Nothing encapsulates the “authenticity, lost” quality of Golden Age bar culture quite like Absinthe. Between 1840 and its eventual ban in Europe in the early 1900s, the much-mythologized “Green Fairy” soared to the height of drinking culture. Every day Parisians (and the French and Swiss, in general) conducted a daily routine that included two solid hours for absinthe every day, between 5p and 7p—the earliest version of “happy hour,” then called the “green hour.” The botanical-infused spirit became such a part of French culture that it even called into question wine’s place in the market, thereby making a very real enemy.
Throughout its peak popularity—during which France alone consumed 36 million liters of Absinthe per year—Absinthe became embattled at every front with the European Temperance movement and the powerful wine lobby. France’s cultural wine-dark queen was eager to use the Temperance movement, and many other dubious tools, to destroy her economic challenger. When, in 1905, a raging alcoholic killed his family in a series of gruesome murders after a full day of drinking, these lobbyists seized their chance to stir up moral panic, eventually pushing for Absinthe’s ban in Western Europe by 1915.
With America’s Prohibition in 1919, Absinthe had officially lost its battle, keeping a few small outposts in Spain and Central Europe. For the subsequent 100 years, harmful myths about Absinthe’s ingredients, allegedly poisonous properties, and deleterious effects dominated global drinking culture. If not for the work of a small handful of people, there’s a chance we never would have recovered this ingenious spirit. Fortunately, that’s not the case.
In our search to provide the most authentic drinking experience possible, we often turn to late-nineteenth century recipes and ingredients, many of which have been lost. During this process, we’ve also fallen in love with Absinthe and the extraordinary subtleties the spirit has to offer. This most iconic, most mythified spirit has captivated the West Main team, helping us to understand—just a little bit—the “Absinthe-mania” of 1890s France.
True to form, we’re in up to our ears with Absinthe science and history (and Absinthe itself) and we’re all too eager to share it with all of you—the many elements and characters in the Story of Absinthe are as compelling as the spirit itself. Consequently, we’re starting a series of seminars to share all we can about various spirits that we find interesting, with Absinthe being first on our list. There is simply more to know about the spirit, its history, its actual science, and its profile on your palate than can be communicated in a casual interaction.
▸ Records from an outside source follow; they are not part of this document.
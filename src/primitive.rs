use std::ops::{Mul, Neg};

use crate::{
    element::VH,
    error::Error,
    mesh::{Adaptor, FloatScalarAdaptor, PolyMeshT},
};

impl<A> PolyMeshT<3, A>
where
    A: Adaptor<3>,
{
    /// Makes an axis aligned box with quadrilateral faces, spanning from the
    /// min point to the max point. The vertices are numbered as follows.
    ///
    ///  ```text
    ///       7-----------6
    ///      /|          /|
    ///     / |         / |
    ///    4-----------5  |
    ///    |  |        |  |
    ///    |  3--------|--2
    ///    | /         | /
    ///    |/          |/
    ///    0-----------1
    ///  ```
    pub fn quad_box(min: A::Vector, max: A::Vector) -> Result<Self, Error> {
        const CORNERS: [[bool; 3]; 8] = [
            [false, false, false],
            [true, false, false],
            [true, true, false],
            [false, true, false],
            [false, false, true],
            [true, false, true],
            [true, true, true],
            [false, true, true],
        ];
        const QUADS: [[u32; 4]; 6] = [
            [0, 3, 2, 1],
            [0, 1, 5, 4],
            [1, 2, 6, 5],
            [2, 3, 7, 6],
            [3, 0, 4, 7],
            [4, 5, 6, 7],
        ];
        let mut mesh = Self::with_capacity(8, 12, 6);
        let pos = CORNERS.map(|corner| {
            A::vector([0, 1, 2].map(|i| {
                A::vector_coord(if corner[i] { &max } else { &min }, i)
            }))
        });
        let verts = mesh.add_vertices(&pos)?;
        debug_assert_eq!(verts, 0..8);
        for quad in QUADS {
            mesh.add_face(&quad.map(VH::from))?;
        }
        Ok(mesh)
    }

    /// Box of size 1 spanning from the origin to (1, 1, 1).
    pub fn unit_box() -> Result<Self, Error>
    where
        A: FloatScalarAdaptor<3>,
    {
        Self::quad_box(
            A::vector([A::scalarf64(0.0); 3]),
            A::vector([A::scalarf64(1.0); 3]),
        )
    }
}

/// Platonic solids centered at the origin, with their vertices on the sphere
/// of the given radius.
impl<A> PolyMeshT<3, A>
where
    A: Adaptor<3> + FloatScalarAdaptor<3>,
    A::Scalar: Mul<Output = A::Scalar> + Neg<Output = A::Scalar>,
{
    pub fn tetrahedron(radius: A::Scalar) -> Result<Self, Error> {
        let mut mesh = Self::with_capacity(4, 6, 4);
        let zero = A::scalarf64(0.0);
        let a = radius * A::scalarf64(1.0 / 3.0);
        let b = radius * A::scalarf64((8.0f64 / 9.0).sqrt());
        let c = radius * A::scalarf64((2.0f64 / 9.0).sqrt());
        let d = radius * A::scalarf64((2.0f64 / 3.0).sqrt());
        mesh.add_vertices(&[
            A::vector([zero, zero, radius]),
            A::vector([-c, d, -a]),
            A::vector([-c, -d, -a]),
            A::vector([b, zero, -a]),
        ])?;
        for tri in [[0u32, 1, 2], [0, 2, 3], [0, 3, 1], [3, 2, 1]] {
            mesh.add_face(&tri.map(VH::from))?;
        }
        Ok(mesh)
    }

    /// A cube with quadrilateral faces.
    pub fn hexahedron(radius: A::Scalar) -> Result<Self, Error> {
        let mut mesh = Self::with_capacity(8, 12, 6);
        let a = radius * A::scalarf64(1.0 / 3.0f64.sqrt());
        mesh.add_vertices(&[
            A::vector([-a, -a, -a]),
            A::vector([a, -a, -a]),
            A::vector([a, a, -a]),
            A::vector([-a, a, -a]),
            A::vector([-a, -a, a]),
            A::vector([a, -a, a]),
            A::vector([a, a, a]),
            A::vector([-a, a, a]),
        ])?;
        for quad in [
            [3u32, 2, 1, 0],
            [2, 6, 5, 1],
            [5, 6, 7, 4],
            [0, 4, 7, 3],
            [3, 7, 6, 2],
            [1, 5, 4, 0],
        ] {
            mesh.add_face(&quad.map(VH::from))?;
        }
        Ok(mesh)
    }

    /// Vertices 4 and 5 are the poles on the z axis, and the rest lie on the
    /// equator.
    pub fn octahedron(radius: A::Scalar) -> Result<Self, Error> {
        let mut mesh = Self::with_capacity(6, 12, 8);
        let zero = A::scalarf64(0.0);
        mesh.add_vertices(&[
            A::vector([radius, zero, zero]),
            A::vector([zero, radius, zero]),
            A::vector([-radius, zero, zero]),
            A::vector([zero, -radius, zero]),
            A::vector([zero, zero, radius]),
            A::vector([zero, zero, -radius]),
        ])?;
        for tri in [
            [0u32, 4, 3],
            [1, 4, 0],
            [2, 4, 1],
            [3, 4, 2],
            [3, 5, 0],
            [0, 5, 1],
            [1, 5, 2],
            [2, 5, 3],
        ] {
            mesh.add_face(&tri.map(VH::from))?;
        }
        Ok(mesh)
    }
}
Spirits 110: the Story of Absinthe will be hosted on Sunday and Monday evenings with intimate groups of enthusiasts, aficionados, and the generally curious. We’ll taste herbal tinctures to help train palates to the variety of herbs most common in Absinthe, including the much maligned Grand Wormwood whose once instantaneously recognizable flavor has been all but forgotten. We’ll share half a dozen absinthes from our ever-growing collection to show you the variety of styles and expressions of this variform spirit. And we’ll share dinner.
For now, we’re hosting these seminars every 2 months. Seats are super limited because we want to share the experience in a memorable, personal way. You can stay tuned to our social media for updates about classes, or you can sign up here on the website for priority notifications about classes, events, and any new absinthe that we get in.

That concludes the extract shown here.